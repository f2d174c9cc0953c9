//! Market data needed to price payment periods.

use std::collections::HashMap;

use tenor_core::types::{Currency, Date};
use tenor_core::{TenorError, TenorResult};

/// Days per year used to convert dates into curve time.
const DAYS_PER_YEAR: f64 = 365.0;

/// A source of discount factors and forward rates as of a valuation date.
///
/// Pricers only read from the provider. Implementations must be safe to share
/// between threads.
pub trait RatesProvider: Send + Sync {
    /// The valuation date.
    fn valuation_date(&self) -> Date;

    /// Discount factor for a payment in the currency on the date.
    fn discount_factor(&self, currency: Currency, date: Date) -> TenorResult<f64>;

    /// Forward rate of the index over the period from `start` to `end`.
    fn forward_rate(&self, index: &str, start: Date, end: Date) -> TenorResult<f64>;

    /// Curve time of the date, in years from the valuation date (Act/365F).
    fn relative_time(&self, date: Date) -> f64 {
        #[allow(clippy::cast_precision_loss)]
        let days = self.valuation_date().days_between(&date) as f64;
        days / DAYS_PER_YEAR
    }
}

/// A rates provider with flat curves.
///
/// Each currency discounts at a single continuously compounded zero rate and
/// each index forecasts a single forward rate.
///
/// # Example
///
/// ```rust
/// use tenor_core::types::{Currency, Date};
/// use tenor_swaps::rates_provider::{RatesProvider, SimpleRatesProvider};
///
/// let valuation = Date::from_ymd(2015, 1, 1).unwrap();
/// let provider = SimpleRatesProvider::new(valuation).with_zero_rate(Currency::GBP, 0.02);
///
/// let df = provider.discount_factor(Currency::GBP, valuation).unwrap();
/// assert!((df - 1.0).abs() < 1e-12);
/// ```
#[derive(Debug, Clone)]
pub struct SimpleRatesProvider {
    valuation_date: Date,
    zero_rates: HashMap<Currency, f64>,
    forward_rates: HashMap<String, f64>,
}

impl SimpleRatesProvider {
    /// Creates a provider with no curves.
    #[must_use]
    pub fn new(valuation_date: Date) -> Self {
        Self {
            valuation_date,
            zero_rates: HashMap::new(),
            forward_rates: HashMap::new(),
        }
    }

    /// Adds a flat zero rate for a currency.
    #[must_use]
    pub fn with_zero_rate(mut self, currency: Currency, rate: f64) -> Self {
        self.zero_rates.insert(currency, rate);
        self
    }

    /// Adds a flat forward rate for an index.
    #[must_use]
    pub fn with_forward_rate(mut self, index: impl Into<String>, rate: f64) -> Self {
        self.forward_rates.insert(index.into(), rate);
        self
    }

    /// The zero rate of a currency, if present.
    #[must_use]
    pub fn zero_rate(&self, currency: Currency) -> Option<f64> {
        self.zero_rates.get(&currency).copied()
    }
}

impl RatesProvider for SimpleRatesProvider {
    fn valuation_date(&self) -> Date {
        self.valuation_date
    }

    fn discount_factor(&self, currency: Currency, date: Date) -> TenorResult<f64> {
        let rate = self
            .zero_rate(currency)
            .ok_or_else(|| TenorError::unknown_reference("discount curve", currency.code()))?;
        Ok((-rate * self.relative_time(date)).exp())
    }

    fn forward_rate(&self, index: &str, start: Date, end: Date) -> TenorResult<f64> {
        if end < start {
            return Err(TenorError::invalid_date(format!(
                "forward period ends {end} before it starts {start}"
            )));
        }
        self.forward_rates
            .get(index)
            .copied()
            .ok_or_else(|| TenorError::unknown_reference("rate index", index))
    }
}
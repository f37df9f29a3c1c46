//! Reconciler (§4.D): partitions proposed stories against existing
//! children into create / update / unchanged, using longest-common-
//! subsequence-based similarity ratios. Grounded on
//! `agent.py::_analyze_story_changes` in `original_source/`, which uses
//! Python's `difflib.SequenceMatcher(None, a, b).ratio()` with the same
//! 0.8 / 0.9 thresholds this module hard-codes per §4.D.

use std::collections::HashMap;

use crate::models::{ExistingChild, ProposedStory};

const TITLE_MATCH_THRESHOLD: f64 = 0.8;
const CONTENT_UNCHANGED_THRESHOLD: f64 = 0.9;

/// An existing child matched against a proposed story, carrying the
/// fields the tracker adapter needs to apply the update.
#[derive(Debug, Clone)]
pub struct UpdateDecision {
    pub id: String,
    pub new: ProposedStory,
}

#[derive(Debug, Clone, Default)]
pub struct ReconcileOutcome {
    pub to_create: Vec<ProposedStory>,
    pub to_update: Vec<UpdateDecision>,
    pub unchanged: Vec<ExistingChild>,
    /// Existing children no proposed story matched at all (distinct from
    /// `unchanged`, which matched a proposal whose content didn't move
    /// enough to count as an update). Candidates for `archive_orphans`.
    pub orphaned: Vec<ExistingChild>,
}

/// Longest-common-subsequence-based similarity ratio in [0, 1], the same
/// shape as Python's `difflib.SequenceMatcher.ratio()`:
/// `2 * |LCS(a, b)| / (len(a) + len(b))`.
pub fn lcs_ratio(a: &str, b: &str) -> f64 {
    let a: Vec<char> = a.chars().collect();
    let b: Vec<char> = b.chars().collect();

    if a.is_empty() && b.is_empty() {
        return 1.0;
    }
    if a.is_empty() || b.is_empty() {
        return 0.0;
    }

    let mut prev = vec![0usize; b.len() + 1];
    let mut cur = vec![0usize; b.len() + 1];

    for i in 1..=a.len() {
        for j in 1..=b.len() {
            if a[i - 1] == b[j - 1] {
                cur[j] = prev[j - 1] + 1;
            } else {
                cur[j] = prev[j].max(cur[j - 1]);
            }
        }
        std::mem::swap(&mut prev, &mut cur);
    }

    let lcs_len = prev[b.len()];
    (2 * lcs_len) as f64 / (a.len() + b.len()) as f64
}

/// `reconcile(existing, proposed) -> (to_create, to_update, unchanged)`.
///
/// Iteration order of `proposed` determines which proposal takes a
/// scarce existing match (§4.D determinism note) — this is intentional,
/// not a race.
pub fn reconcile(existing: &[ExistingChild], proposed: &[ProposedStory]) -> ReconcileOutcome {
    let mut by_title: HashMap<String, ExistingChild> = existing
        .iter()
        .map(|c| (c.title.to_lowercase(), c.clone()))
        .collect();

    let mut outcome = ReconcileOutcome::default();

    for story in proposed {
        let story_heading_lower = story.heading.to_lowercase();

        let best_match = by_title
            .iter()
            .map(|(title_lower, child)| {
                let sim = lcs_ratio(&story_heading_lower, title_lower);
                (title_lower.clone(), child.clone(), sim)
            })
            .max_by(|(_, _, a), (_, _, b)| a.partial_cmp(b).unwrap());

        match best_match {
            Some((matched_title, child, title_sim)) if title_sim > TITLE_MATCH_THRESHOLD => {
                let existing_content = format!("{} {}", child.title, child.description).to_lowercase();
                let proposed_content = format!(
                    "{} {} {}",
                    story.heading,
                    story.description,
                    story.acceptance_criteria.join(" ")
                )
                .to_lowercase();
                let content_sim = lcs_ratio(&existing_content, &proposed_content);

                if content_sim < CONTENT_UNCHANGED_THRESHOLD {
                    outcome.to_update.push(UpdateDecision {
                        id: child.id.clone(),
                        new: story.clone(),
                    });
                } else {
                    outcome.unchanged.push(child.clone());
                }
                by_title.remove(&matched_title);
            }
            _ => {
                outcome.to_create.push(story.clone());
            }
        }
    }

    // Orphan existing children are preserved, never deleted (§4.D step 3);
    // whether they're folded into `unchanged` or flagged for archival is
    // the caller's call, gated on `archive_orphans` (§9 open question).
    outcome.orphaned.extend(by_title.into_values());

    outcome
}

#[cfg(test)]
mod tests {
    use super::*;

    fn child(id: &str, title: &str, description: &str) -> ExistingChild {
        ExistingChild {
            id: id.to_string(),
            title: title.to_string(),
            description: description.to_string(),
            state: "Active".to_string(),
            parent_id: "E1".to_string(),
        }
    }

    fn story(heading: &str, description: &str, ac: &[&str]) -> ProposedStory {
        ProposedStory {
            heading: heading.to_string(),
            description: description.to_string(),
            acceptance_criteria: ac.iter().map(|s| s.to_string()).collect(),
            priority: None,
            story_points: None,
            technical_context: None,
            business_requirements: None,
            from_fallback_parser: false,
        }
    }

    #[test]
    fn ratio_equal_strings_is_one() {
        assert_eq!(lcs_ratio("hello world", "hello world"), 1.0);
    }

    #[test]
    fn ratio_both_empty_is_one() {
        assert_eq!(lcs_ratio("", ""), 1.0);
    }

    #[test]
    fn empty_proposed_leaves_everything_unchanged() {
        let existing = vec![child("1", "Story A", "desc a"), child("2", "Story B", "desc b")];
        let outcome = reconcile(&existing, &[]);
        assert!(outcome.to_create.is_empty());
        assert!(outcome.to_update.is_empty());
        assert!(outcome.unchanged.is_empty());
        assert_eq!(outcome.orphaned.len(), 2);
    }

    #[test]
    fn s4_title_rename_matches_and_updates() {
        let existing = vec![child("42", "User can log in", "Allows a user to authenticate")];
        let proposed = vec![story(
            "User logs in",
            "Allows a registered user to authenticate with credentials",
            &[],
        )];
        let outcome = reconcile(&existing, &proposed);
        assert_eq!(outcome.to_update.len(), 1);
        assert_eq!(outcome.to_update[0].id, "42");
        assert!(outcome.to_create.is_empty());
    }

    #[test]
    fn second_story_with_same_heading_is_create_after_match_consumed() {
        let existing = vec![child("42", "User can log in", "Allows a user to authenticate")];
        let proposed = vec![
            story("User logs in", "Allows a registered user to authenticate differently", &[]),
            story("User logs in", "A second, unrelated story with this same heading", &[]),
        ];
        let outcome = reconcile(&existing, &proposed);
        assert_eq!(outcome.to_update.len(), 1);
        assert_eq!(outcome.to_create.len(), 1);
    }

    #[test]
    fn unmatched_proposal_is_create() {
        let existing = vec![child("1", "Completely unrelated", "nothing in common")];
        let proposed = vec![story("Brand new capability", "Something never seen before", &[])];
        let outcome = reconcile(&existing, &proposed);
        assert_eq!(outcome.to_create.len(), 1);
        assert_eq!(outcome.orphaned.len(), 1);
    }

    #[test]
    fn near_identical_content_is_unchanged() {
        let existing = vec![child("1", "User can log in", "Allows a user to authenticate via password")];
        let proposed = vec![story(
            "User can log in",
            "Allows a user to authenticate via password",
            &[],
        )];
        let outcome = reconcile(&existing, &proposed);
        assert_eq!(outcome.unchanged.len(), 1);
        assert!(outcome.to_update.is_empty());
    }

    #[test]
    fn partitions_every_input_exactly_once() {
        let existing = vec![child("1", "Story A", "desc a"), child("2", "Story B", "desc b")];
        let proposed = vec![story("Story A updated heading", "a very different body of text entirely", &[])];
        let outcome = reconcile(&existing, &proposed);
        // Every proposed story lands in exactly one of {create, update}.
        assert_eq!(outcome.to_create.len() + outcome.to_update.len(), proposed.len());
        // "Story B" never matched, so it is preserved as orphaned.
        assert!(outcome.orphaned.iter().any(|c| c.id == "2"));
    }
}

● ● ● ● ● ● ●

Copy out all lines from the material above that contain the string "which".

_EXPECTED ANSWER_
//! `agent.py::_analyze_story_changes` in `original_source/`, which uses
    /// `unchanged`, which matched a proposal whose content didn't move
/// Iteration order of `proposed` determines which proposal takes a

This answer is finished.